▸ **What this task involves**: Would you please copy each line of the data in which the string "GameError" occurs?

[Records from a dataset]

//! Dictionary-wide letter frequency table

use rustc_hash::FxHashMap;

/// Occurrence count of every letter across a word list
///
/// A letter appearing twice in one word counts twice.
#[derive(Debug, Clone, Default, PartialEq, Eq)]
pub struct LetterFrequency {
    counts: FxHashMap<u8, u32>,
}

impl LetterFrequency {
    /// Count letters across all words
    ///
    /// # Examples
    /// ```
    /// use wordle_ranker::core::LetterFrequency;
    ///
    /// let frequency = LetterFrequency::from_words(["speed", "crane"]);
    /// assert_eq!(frequency.count(b'e'), 3);
    /// assert_eq!(frequency.count(b'c'), 1);
    /// assert_eq!(frequency.count(b'z'), 0);
    /// ```
    pub fn from_words<I, S>(words: I) -> Self
    where
        I: IntoIterator<Item = S>,
        S: AsRef<str>,
    {
        let mut counts: FxHashMap<u8, u32> = FxHashMap::default();
        for word in words {
            for &letter in word.as_ref().as_bytes() {
                *counts.entry(letter).or_insert(0) += 1;
            }
        }

        Self { counts }
    }

    /// Occurrences of `letter`, zero if it never appears
    #[inline]
    #[must_use]
    pub fn count(&self, letter: u8) -> u32 {
        self.counts.get(&letter).copied().unwrap_or(0)
    }

    /// Number of distinct letters seen
    #[must_use]
    pub fn len(&self) -> usize {
        self.counts.len()
    }

    #[must_use]
    pub fn is_empty(&self) -> bool {
        self.counts.is_empty()
    }

    /// Letters ordered from most to least common, ties broken alphabetically
    #[must_use]
    pub fn ranked(&self) -> Vec<(u8, u32)> {
        let mut entries: Vec<(u8, u32)> = self.counts.iter().map(|(&l, &c)| (l, c)).collect();
        entries.sort_by(|(l1, c1), (l2, c2)| c2.cmp(c1).then(l1.cmp(l2)));
        entries
    }
}
//! Word solving command
//!
//! Plays a game against a target chosen by the user.

use crate::config::GameConfig;
use crate::output::Reporter;
use crate::solver::{Game, GameError, GameSummary};
use log::warn;

/// Solve a specific word with the dictionary as the candidate pool
///
/// A target missing from the dictionary is played anyway; such games
/// normally end with the pool exhausted.
///
/// # Errors
///
/// Returns an error if:
/// - The dictionary has no word of the configured length
/// - The target is not a word of the configured length
pub fn solve_word<P: Reporter + ?Sized>(
    config: &GameConfig,
    dictionary: &[String],
    target: &str,
    reporter: &mut P,
) -> Result<GameSummary, GameError> {
    let game = Game::new(config, dictionary, target)?;

    if !dictionary.iter().any(|word| word == game.target()) {
        warn!(
            "'{}' is not in the dictionary; it can never be guessed",
            game.target()
        );
    }

    Ok(game.play(reporter))
}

▸ **Task response**:
use crate::solver::{Game, GameError, GameSummary};
) -> Result<GameSummary, GameError> {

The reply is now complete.